William's and Mary's daughters, Patience and Fear, immigrated to the Plymouth Colony in 1623.  Both were single girls.  Patience was then 23, and Fear 17.  Jonathan, Patience, and Fear all married in Plymouth, and became parents.  Patience and Fear both died in 1634 from "the pestilent fever."  Mary died in 1627.  Wrestling, too.  William lived to be an old man of 78, dying in 1644.  Mary may possibly have given birth to as many as a dozen children, but only five survived childhood.  Wrestling, her youngest, was born when she was 46 years old.  Was a difficult pregnancy the reason for his name, or was it the wrestle that they had with the Anglican Church, the king's government, and the lives they were forced to live?
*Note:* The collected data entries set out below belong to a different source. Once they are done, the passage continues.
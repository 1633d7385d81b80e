//! Runtime context handed to phase operations.
//!
//! A cheap-to-clone bundle of the resolved configuration snapshot and the
//! shutdown capability. The configuration is immutable from the first phase
//! on; operations read it, they never re-resolve.

use std::sync::Arc;

use serde_json::Value;

use crate::core::shutdown::{ShutdownController, TerminationCause};

/// What a phase operation sees of the runtime.
#[derive(Clone)]
pub struct Context {
    config: Arc<Value>,
    shutdown: ShutdownController,
}

impl Context {
    pub(crate) fn new(config: Arc<Value>, shutdown: ShutdownController) -> Self {
        Self { config, shutdown }
    }

    /// The resolved configuration snapshot.
    pub fn config(&self) -> &Value {
        &self.config
    }

    /// The shutdown capability; clone it into jobs that may request exit.
    pub fn shutdown(&self) -> &ShutdownController {
        &self.shutdown
    }

    /// Requests a graceful exit ([`TerminationCause::Exit`]).
    pub fn request_exit(&self) {
        self.shutdown.trigger(TerminationCause::Exit);
    }
}
//! # Scheduled jobs and their activation.
//!
//! This module provides the job-related types:
//! - [`Job`] - trait for implementing async scheduled operations
//! - [`JobFn`] - function-based job implementation
//! - [`JobRef`] - shared reference to a job (`Arc<dyn Job>`)
//! - [`JobSpec`] - descriptor bundling name, pattern, and operation
//! - [`SchedulePattern`] - cron rule, optionally bounded by a window
//! - [`Scheduler`] / [`JobHandle`] - the collaborator seam and cancel handle
//! - [`CronScheduler`] - built-in cron-driven implementation
//! - [`ScheduleRegistry`] - pending descriptors, drained at activation

mod cron;
mod job;
mod job_fn;
mod pattern;
mod registry;
mod scheduler;
mod spec;

pub use cron::CronScheduler;
pub use job::{Job, JobRef};
pub use job_fn::JobFn;
pub use pattern::SchedulePattern;
pub use registry::{Activation, ScheduleRegistry};
pub use scheduler::{JobHandle, Scheduler};
pub use spec::JobSpec;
How many years ago was the voyage of the Mayflower, I asked myself yesterday, and was startled by the answer.  This is 2020.  The voyage of the Mayflower will have been exactly 400 years ago this fall!  Why isn't this being celebrated?  Why haven't I heard anything about commemorating this event?

It turns out that various celebratory events are planned, but I would have thought this would have been a bigger deal than it is.  We should be hearing lots of news and commentary about it.  The arrival of the Mayflower was, in a sense, the birth of our nation, which is only 400 years old.  We owe everything, including our democratic form of government which began with the signing of the Mayflower Compact, to these brave, self-sacrificing colonists.  I am so proud of what they accomplished.  We need to keep them in remembrance.  They sacrificed everything, and endured unimaginable hardships, which because of them, we don't have to endure.  All the comforts which we take for granted are attributable to them.

I thank them.  I reverence them.  I am thrilled to be counted among their descendants.  I hope that America will always remember what they did to bring about what we have.